Volunteer stream monitors adopt a local stream site and collect data on water quality there. This data is used by state and local groups to understand watershed protection and restoration needs. Stream sites are available throughout Wisconsin’s Rock River Basin. See our Prospective Stream Monitoring Volunteers pages for more information.
Volunteer lake monitors collect information on lake health by measuring water clarity, searching for new invasive species, or noting lakes’ ice-on and ice-off dates. We coordinate Dodge and Rock Counties’ lake monitoring program, and we are especially seeking volunteers for Lake Sinissippi and Lost Lake. However, sites throughout the watershed are available. Learn more about CLMN here.
Aquatic Invasive Species Monitoring
Volunteers search for new populations of aquatic invasive species while paddling or wading their favorite streams or rivers. We are recruiting volunteers for Dodge and Rock County, but sites are available throughout the watershed. Learn more about Project Red here.
Learn more about how to volunteer.
This one-day, statewide volunteer event aims to teach community members about invasive species and take a “snapshot” of new and existing aquatic invasive species populations. Think of it as an invasive species scavenger hunt! We coordinate Dodge and Rock County’s Snapshot Day events, which are typically held in August.

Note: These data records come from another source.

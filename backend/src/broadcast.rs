use serde::Serialize;
use tokio::sync::broadcast::{self, error::RecvError};
use tracing::{error, warn};

#[derive(Debug, Clone, PartialEq)]
pub struct BroadcastMessage {
    pub channel: String,
    pub payload: String,
}

/// Best-effort fan-out to every viewer connected to this process.
///
/// The process running the wheel is its only authority, so messages never
/// leave it. Nothing is retried.
#[derive(Clone)]
pub struct ResultBroadcaster {
    sender: broadcast::Sender<BroadcastMessage>,
}

impl ResultBroadcaster {
    pub fn new(capacity: usize) -> Self {
        let (sender, _) = broadcast::channel(capacity.max(1));
        Self { sender }
    }

    /// Returns how many receivers got the message.
    pub fn publish(&self, channel: &str, payload: String) -> usize {
        self.sender
            .send(BroadcastMessage {
                channel: channel.to_string(),
                payload,
            })
            .unwrap_or(0)
    }

    pub fn publish_json<T: Serialize>(&self, channel: &str, message: &T) -> usize {
        match serde_json::to_string(message) {
            Ok(payload) => self.publish(channel, payload),
            Err(e) => {
                error!("Failed to serialize broadcast for {}: {}", channel, e);
                0
            }
        }
    }

    /// Receiver limited to the given channels.
    pub fn on_message(&self, channels: &[&str]) -> ChannelReceiver {
        ChannelReceiver {
            inner: self.sender.subscribe(),
            channels: channels.iter().map(|c| c.to_string()).collect(),
        }
    }
}

pub struct ChannelReceiver {
    inner: broadcast::Receiver<BroadcastMessage>,
    channels: Vec<String>,
}

impl ChannelReceiver {
    /// Next message on one of our channels. `None` once the broadcaster is gone.
    pub async fn recv(&mut self) -> Option<BroadcastMessage> {
        loop {
            match self.inner.recv().await {
                Ok(message) if self.channels.iter().any(|c| *c == message.channel) => {
                    return Some(message)
                }
                Ok(_) => continue,
                Err(RecvError::Lagged(skipped)) => {
                    warn!("Viewer fell behind, skipped {} broadcast messages", skipped);
                    continue;
                }
                Err(RecvError::Closed) => return None,
            }
        }
    }
}
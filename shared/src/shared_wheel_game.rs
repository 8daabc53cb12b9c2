use rand::Rng;
use serde::{Deserialize, Serialize};
use validator::Validate;

use crate::constants::{
    FRAME_INTERVAL_MS, MAX_REVOLUTIONS, MIN_REVOLUTIONS, RESET_DELAY_MS, SPIN_DURATION_MS,
};
use crate::error::{WheelError, WheelResult};
use crate::roster::{DemoteMode, Participant, ParticipantRoster};
use crate::spin_animator::{SpinAnimator, SpinPlan, Tick};
use crate::validation::{normalize_display_name, validate_display_name};
use crate::wheel_selector::winner_index;

/// Lifecycle of one round of the wheel
#[derive(Debug, Serialize, Deserialize, Clone, Copy, PartialEq, Eq)]
#[serde(rename_all = "snake_case")]
pub enum GameState {
    Idle,
    Spinning,
    Finished,
}

impl std::fmt::Display for GameState {
    fn fmt(&self, f: &mut std::fmt::Formatter<'_>) -> std::fmt::Result {
        let name = match self {
            Self::Idle => "idle",
            Self::Spinning => "spinning",
            Self::Finished => "finished",
        };
        f.write_str(name)
    }
}

/// Whoever is asking for an action.
#[derive(Debug, Clone, PartialEq, Eq)]
pub struct Actor {
    pub user_id: String,
    pub is_admin: bool,
}

impl Actor {
    pub fn user(user_id: impl Into<String>) -> Self {
        Self {
            user_id: user_id.into(),
            is_admin: false,
        }
    }

    pub fn admin(user_id: impl Into<String>) -> Self {
        Self {
            user_id: user_id.into(),
            is_admin: true,
        }
    }
}

#[derive(Debug, Serialize, Deserialize, Clone, Copy, PartialEq)]
pub struct WheelSettings {
    pub min_revolutions: u32,
    pub max_revolutions: u32,
    pub spin_duration_ms: u64,
    pub reset_delay_ms: u64,
    pub frame_interval_ms: u64,
}

impl Default for WheelSettings {
    fn default() -> Self {
        Self {
            min_revolutions: MIN_REVOLUTIONS,
            max_revolutions: MAX_REVOLUTIONS,
            spin_duration_ms: SPIN_DURATION_MS,
            reset_delay_ms: RESET_DELAY_MS,
            frame_interval_ms: FRAME_INTERVAL_MS,
        }
    }
}

#[derive(Debug, Serialize, Deserialize, Clone, PartialEq)]
pub struct GameRound {
    pub id: u64,
    pub state: GameState,
    pub winner_id: Option<String>,
    pub participants: ParticipantRoster,
    pub created_at: u64,
}

impl GameRound {
    fn new(id: u64, created_at: u64) -> Self {
        Self {
            id,
            state: GameState::Idle,
            winner_id: None,
            participants: ParticipantRoster::new(),
            created_at,
        }
    }
}

/// One line of the append-only winner history.
#[derive(Debug, Serialize, Deserialize, Clone, PartialEq)]
pub struct WinnerRecord {
    pub round_id: u64,
    pub participant_id: String,
    pub display_name: String,
    pub decided_at: u64,
    pub final_rotation: f64,
}

#[derive(Debug, Serialize, Deserialize, Clone, PartialEq)]
pub struct SpinStarted {
    pub round_id: u64,
    pub plan: SpinPlan,
    /// Frozen prize pool, in wheel segment order
    pub participants: Vec<Participant>,
}

#[derive(Debug, Serialize, Deserialize, Clone, PartialEq)]
pub struct SpinCompleted {
    pub round_id: u64,
    pub winner: Participant,
    pub winner_index: usize,
    pub record: WinnerRecord,
    pub reset_at: u64,
}

#[derive(Debug, Serialize, Deserialize, Clone, PartialEq)]
#[serde(tag = "type", content = "data", rename_all = "snake_case")]
pub enum GameEvent {
    SpinStarted(SpinStarted),
    Tick { round_id: u64, tick: Tick },
    SpinCompleted(SpinCompleted),
    RoundReset { previous_round_id: u64, round_id: u64, at: u64 },
}

/// Read-only view of the game for rendering and API responses.
#[derive(Debug, Serialize, Deserialize, Clone, PartialEq)]
pub struct WheelSnapshot {
    pub round_id: u64,
    pub state: GameState,
    pub participants: Vec<Participant>,
    pub accepted: Vec<Participant>,
    pub rotation: f64,
    pub spin: Option<SpinPlan>,
    pub last_winner: Option<WinnerRecord>,
    pub reset_at: Option<u64>,
}

struct ActiveSpin {
    animator: SpinAnimator,
    pool: Vec<Participant>,
}

type TickObserver = Box<dyn FnMut(&Tick) + Send>;
type CompleteObserver = Box<dyn FnMut(&SpinCompleted) + Send>;

/// Owns the current round and gates every action on its state.
///
/// Time is always passed in (`now`, unix ms) so the caller decides whether it
/// is a wall clock or a virtual one.
pub struct WheelGame {
    settings: WheelSettings,
    round: GameRound,
    spin: Option<ActiveSpin>,
    rotation: f64,
    reset_at: Option<u64>,
    history: Vec<WinnerRecord>,
    tick_observers: Vec<TickObserver>,
    complete_observers: Vec<CompleteObserver>,
}

impl WheelGame {
    pub fn new(settings: WheelSettings, now: u64) -> Self {
        Self::starting_at_round(settings, 1, now)
    }

    /// Opens round `round_id` first, so ids keep increasing across restarts.
    pub fn starting_at_round(settings: WheelSettings, round_id: u64, now: u64) -> Self {
        Self {
            settings,
            round: GameRound::new(round_id.max(1), now),
            spin: None,
            rotation: 0.0,
            reset_at: None,
            history: Vec::new(),
            tick_observers: Vec::new(),
            complete_observers: Vec::new(),
        }
    }

    pub fn settings(&self) -> &WheelSettings {
        &self.settings
    }

    pub fn state(&self) -> GameState {
        self.round.state
    }

    pub fn round(&self) -> &GameRound {
        &self.round
    }

    pub fn participants(&self) -> &[Participant] {
        self.round.participants.all()
    }

    /// Wheel segments, in order. While a spin is running this is the frozen pool.
    pub fn accepted_participants(&self) -> Vec<Participant> {
        match &self.spin {
            Some(spin) => spin.pool.clone(),
            None => self.round.participants.accepted(),
        }
    }

    pub fn history(&self) -> &[WinnerRecord] {
        &self.history
    }

    pub fn current_rotation(&self) -> f64 {
        self.rotation
    }

    pub fn scheduled_reset_at(&self) -> Option<u64> {
        self.reset_at
    }

    /// True while something is waiting on the clock: a running spin or a pending reset.
    pub fn needs_advance(&self) -> bool {
        self.spin.is_some() || self.reset_at.is_some()
    }

    pub fn snapshot(&self) -> WheelSnapshot {
        WheelSnapshot {
            round_id: self.round.id,
            state: self.round.state,
            participants: self.round.participants.all().to_vec(),
            accepted: self.accepted_participants(),
            rotation: self.rotation,
            spin: self.spin.as_ref().map(|s| *s.animator.plan()),
            last_winner: self
                .history
                .last()
                .filter(|r| r.round_id == self.round.id)
                .cloned(),
            reset_at: self.reset_at,
        }
    }

    pub fn on_tick(&mut self, observer: impl FnMut(&Tick) + Send + 'static) {
        self.tick_observers.push(Box::new(observer));
    }

    pub fn on_spin_complete(&mut self, observer: impl FnMut(&SpinCompleted) + Send + 'static) {
        self.complete_observers.push(Box::new(observer));
    }

    fn ensure_idle(&self, action: &'static str) -> WheelResult<()> {
        if self.round.state != GameState::Idle {
            return Err(WheelError::invalid_state(
                action,
                format!("round {} is {}", self.round.id, self.round.state),
            ));
        }
        Ok(())
    }

    fn ensure_admin(actor: &Actor, action: &'static str) -> WheelResult<()> {
        if !actor.is_admin {
            return Err(WheelError::Forbidden(action));
        }
        Ok(())
    }

    pub fn register(&mut self, actor: &Actor, display_name: &str, now: u64) -> WheelResult<Participant> {
        self.ensure_idle("register")?;
        let display_name = normalize_display_name(display_name);
        validate_display_name(&display_name)
            .map_err(|e| {
                WheelError::InvalidInput(
                    e.message
                        .map(|m| m.to_string())
                        .unwrap_or_else(|| e.code.to_string()),
                )
            })?;
        let participant = Participant::new(actor.user_id.clone(), display_name, now);
        self.round.participants.register(participant).cloned()
    }

    pub fn cancel(&mut self, actor: &Actor, participant_id: &str) -> WheelResult<Participant> {
        self.ensure_idle("cancel")?;
        if actor.user_id != participant_id {
            Self::ensure_admin(actor, "cancel another participant's registration")?;
        }
        self.round.participants.cancel(participant_id)
    }

    pub fn accept(&mut self, actor: &Actor, participant_id: &str) -> WheelResult<Participant> {
        self.ensure_idle("accept")?;
        Self::ensure_admin(actor, "accept participants")?;
        self.round.participants.accept(participant_id).cloned()
    }

    pub fn accept_all(&mut self, actor: &Actor) -> WheelResult<usize> {
        self.ensure_idle("accept")?;
        Self::ensure_admin(actor, "accept participants")?;
        Ok(self.round.participants.accept_all())
    }

    pub fn demote(&mut self, actor: &Actor, participant_id: &str, mode: DemoteMode) -> WheelResult<Participant> {
        self.ensure_idle("demote")?;
        Self::ensure_admin(actor, "demote participants")?;
        self.round.participants.demote(participant_id, mode)
    }

    pub fn demote_all(&mut self, actor: &Actor, mode: DemoteMode) -> WheelResult<Vec<Participant>> {
        self.ensure_idle("demote")?;
        Self::ensure_admin(actor, "demote participants")?;
        Ok(self.round.participants.demote_all(mode))
    }

    /// Draws the target rotation once and starts the spin.
    pub fn start_spin<R: Rng>(&mut self, actor: &Actor, now: u64, rng: &mut R) -> WheelResult<SpinStarted> {
        self.check_can_spin(actor)?;
        let plan = SpinPlan::random(
            rng,
            now,
            self.settings.min_revolutions,
            self.settings.max_revolutions,
            self.settings.spin_duration_ms,
        );
        self.begin_spin(plan)
    }

    /// Starts a spin toward a rotation decided elsewhere.
    pub fn start_spin_to(&mut self, actor: &Actor, now: u64, target_rotation: f64) -> WheelResult<SpinStarted> {
        self.check_can_spin(actor)?;
        if !target_rotation.is_finite() || target_rotation < 0.0 {
            return Err(WheelError::InvalidInput(format!(
                "target rotation {} must be a finite non-negative angle",
                target_rotation
            )));
        }
        self.begin_spin(SpinPlan {
            target_rotation,
            duration_ms: self.settings.spin_duration_ms.max(1),
            started_at: now,
        })
    }

    fn check_can_spin(&self, actor: &Actor) -> WheelResult<()> {
        self.ensure_idle("spin")?;
        Self::ensure_admin(actor, "spin the wheel")?;
        if self.round.participants.accepted_count() == 0 {
            return Err(WheelError::EmptyPool);
        }
        Ok(())
    }

    fn begin_spin(&mut self, plan: SpinPlan) -> WheelResult<SpinStarted> {
        let pool = self.round.participants.accepted();
        let animator = SpinAnimator::new(plan, pool.len())?;
        self.round.state = GameState::Spinning;
        self.rotation = 0.0;
        self.spin = Some(ActiveSpin {
            animator,
            pool: pool.clone(),
        });
        log::debug!("round {} spinning toward {:.4} rad", self.round.id, plan.target_rotation);
        Ok(SpinStarted {
            round_id: self.round.id,
            plan,
            participants: pool,
        })
    }

    /// Moves the clock forward. A single call may finish the spin and also
    /// perform the reset if `now` is far enough ahead.
    pub fn advance(&mut self, now: u64) -> Vec<GameEvent> {
        let mut events = Vec::new();

        if let Some(spin) = self.spin.as_mut() {
            let frame = spin.animator.advance(now);
            self.rotation = frame.rotation;
            for tick in &frame.ticks {
                for observer in self.tick_observers.iter_mut() {
                    observer(tick);
                }
                events.push(GameEvent::Tick {
                    round_id: self.round.id,
                    tick: *tick,
                });
            }
            if frame.finished {
                if let Some(completed) = self.finish_spin() {
                    events.push(GameEvent::SpinCompleted(completed));
                }
            }
        }

        if self.round.state == GameState::Finished {
            if let Some(reset_at) = self.reset_at {
                if now >= reset_at {
                    events.push(self.reset_round(reset_at));
                }
            }
        }

        events
    }

    fn finish_spin(&mut self) -> Option<SpinCompleted> {
        let spin = self.spin.take()?;
        let plan = *spin.animator.plan();
        let rotation = spin.animator.rotation();
        // the pool is never empty once a spin exists
        let index = winner_index(spin.pool.len(), rotation).unwrap_or(0);
        let winner = spin.pool.get(index)?.clone();
        let decided_at = plan.ends_at();

        let record = WinnerRecord {
            round_id: self.round.id,
            participant_id: winner.id.clone(),
            display_name: winner.display_name.clone(),
            decided_at,
            final_rotation: rotation,
        };
        let reset_at = decided_at + self.settings.reset_delay_ms;

        self.round.state = GameState::Finished;
        self.round.winner_id = Some(winner.id.clone());
        self.history.push(record.clone());
        self.reset_at = Some(reset_at);

        let completed = SpinCompleted {
            round_id: self.round.id,
            winner,
            winner_index: index,
            record,
            reset_at,
        };
        for observer in self.complete_observers.iter_mut() {
            observer(&completed);
        }
        Some(completed)
    }

    fn reset_round(&mut self, at: u64) -> GameEvent {
        let previous_round_id = self.round.id;
        self.round = GameRound::new(previous_round_id + 1, at);
        self.rotation = 0.0;
        self.reset_at = None;
        GameEvent::RoundReset {
            previous_round_id,
            round_id: self.round.id,
            at,
        }
    }
}

// === API Types ===

#[derive(Debug, Serialize, Deserialize, Validate)]
pub struct RegisterRequest {
    #[validate(length(min = 1, max = 32), custom = "validate_display_name")]
    pub display_name: String,
}

#[derive(Debug, Serialize, Deserialize, Default)]
pub struct CancelRequest {
    /// Admins may cancel someone else's registration; defaults to the caller.
    pub participant_id: Option<String>,
}

#[derive(Debug, Serialize, Deserialize, Default)]
pub struct DemoteRequest {
    #[serde(default)]
    pub mode: DemoteMode,
}

#[derive(Debug, Serialize, Deserialize)]
pub struct ActionResponse {
    pub success: bool,
    pub snapshot: WheelSnapshot,
    pub message: Option<String>,
}

#[derive(Debug, Serialize, Deserialize)]
pub struct ErrorResponse {
    pub error: String,
    pub message: String,
}

/// Everything pushed to connected viewers
#[derive(Debug, Serialize, Deserialize, Clone, PartialEq)]
#[serde(tag = "type", content = "data", rename_all = "snake_case")]
pub enum WheelMessage {
    Snapshot(WheelSnapshot),
    Event(GameEvent),
    RosterChanged { round_id: u64, participants: Vec<Participant> },
}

Learn more about Snapshot Day through this StoryMap produced by River Alliance of Wisconsin.
Purple Loosestrife Biocontrol
We raise and release beetles that feed on purple loosestrife, giving native wetland plants a leg up in their competition against this widespread invasive plant. Volunteers can help dig and pot purple loosestrife, set up beetle rearing cages, and collect and release beetles. These volunteer opportunities occur in spring and early summer, primarily in Dodge and Jefferson Counties.
Volunteers speak informally with community members about the Rock River Coalition’s work. Depending on the event, volunteers may speak about the Rock River Coalition’s mission and how to get involved, or they may educate boaters about invasive species prevention.
Volunteers consult with staff members to draft grant applications to fund the Rock River Coalition’s work.